Data for review section start

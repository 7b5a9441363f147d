//! Secrets management and redaction for configuration
//!
//! Credentials are held in [`SecretString`], which never prints its value.
//! Values logged by field name go through [`redact_by_field_name`].

use serde::{Deserialize, Serialize};
use std::fmt;

/// A wrapper type for sensitive strings like API keys
#[derive(Clone, Default, Deserialize, Serialize)]
#[serde(transparent)]
pub struct SecretString {
    value: String,
}

impl SecretString {
    /// Create a new secret string
    pub fn new(value: impl Into<String>) -> Self {
        Self {
            value: value.into(),
        }
    }

    /// Get the actual value (use with caution)
    pub fn expose_secret(&self) -> &str {
        &self.value
    }

    /// Check if the secret is empty
    pub fn is_empty(&self) -> bool {
        self.value.is_empty()
    }

    /// Get a partially redacted version for debugging
    pub fn partial_redact(&self) -> String {
        if self.value.is_empty() {
            return "[EMPTY]".to_string();
        }

        let chars: Vec<char> = self.value.chars().collect();
        let len = chars.len();
        if len <= 8 {
            return "[REDACTED]".to_string();
        }

        let head = if self.value.starts_with("sk-") || self.value.starts_with("gh") {
            3
        } else {
            2
        };
        let tail = if head == 3 { 4 } else { 2 };
        let start: String = chars[..head].iter().collect();
        let end: String = chars[len - tail..].iter().collect();
        format!("{}...{}", start, end)
    }
}

impl fmt::Debug for SecretString {
    fn fmt(&self, f: &mut fmt::Formatter<'_>) -> fmt::Result {
        write!(f, "[REDACTED]")
    }
}

impl fmt::Display for SecretString {
    fn fmt(&self, f: &mut fmt::Formatter<'_>) -> fmt::Result {
        write!(f, "[REDACTED]")
    }
}

impl PartialEq for SecretString {
    fn eq(&self, other: &Self) -> bool {
        self.value == other.value
    }
}

impl From<String> for SecretString {
    fn from(value: String) -> Self {
        Self::new(value)
    }
}

impl From<&str> for SecretString {
    fn from(value: &str) -> Self {
        Self::new(value)
    }
}

/// How much of a sensitive value may appear in logs
#[derive(Debug, Clone, Copy, Default, PartialEq, Eq)]
pub enum RedactionPolicy {
    /// Fully redact all sensitive fields
    #[default]
    Full,
    /// Keep the first two characters
    Partial,
    /// No redaction, for local debugging only
    None,
}

const SENSITIVE_PATTERNS: [&str; 9] = [
    "api_key",
    "secret",
    "token",
    "password",
    "credential",
    "auth",
    "private",
    "passphrase",
    "key",
];

/// Whether a field or variable name suggests a credential
pub fn is_sensitive_field(field_name: &str) -> bool {
    let lower = field_name.to_lowercase();
    SENSITIVE_PATTERNS.iter().any(|pattern| lower.contains(pattern))
}

/// Redact `value` if `field_name` looks sensitive
pub fn redact_by_field_name(field_name: &str, value: &str, policy: RedactionPolicy) -> String {
    if !is_sensitive_field(field_name) {
        return value.to_string();
    }
    match policy {
        RedactionPolicy::Full => "[REDACTED]".to_string(),
        RedactionPolicy::Partial => {
            if value.chars().count() <= 4 {
                "[REDACTED]".to_string()
            } else {
                format!("{}...", value.chars().take(2).collect::<String>())
            }
        }
        RedactionPolicy::None => value.to_string(),
    }
}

Data for review section end

Exercise description
The lines from the first of the entries through the line holding "if len <= 8" are to be restated word for word, and no others.

Response to this exercise
repository 7b5a9441363f147d
//! Secrets management and redaction for configuration
//!
//! Credentials are held in [`SecretString`], which never prints its value.
//! Values logged by field name go through [`redact_by_field_name`].

use serde::{Deserialize, Serialize};
use std::fmt;

/// A wrapper type for sensitive strings like API keys
#[derive(Clone, Default, Deserialize, Serialize)]
#[serde(transparent)]
pub struct SecretString {
    value: String,
}

impl SecretString {
    /// Create a new secret string
    pub fn new(value: impl Into<String>) -> Self {
        Self {
            value: value.into(),
        }
    }

    /// Get the actual value (use with caution)
    pub fn expose_secret(&self) -> &str {
        &self.value
    }

    /// Check if the secret is empty
    pub fn is_empty(&self) -> bool {
        self.value.is_empty()
    }

    /// Get a partially redacted version for debugging
    pub fn partial_redact(&self) -> String {
        if self.value.is_empty() {
            return "[EMPTY]".to_string();
        }

        let chars: Vec<char> = self.value.chars().collect();
        let len = chars.len();
        if len <= 8 {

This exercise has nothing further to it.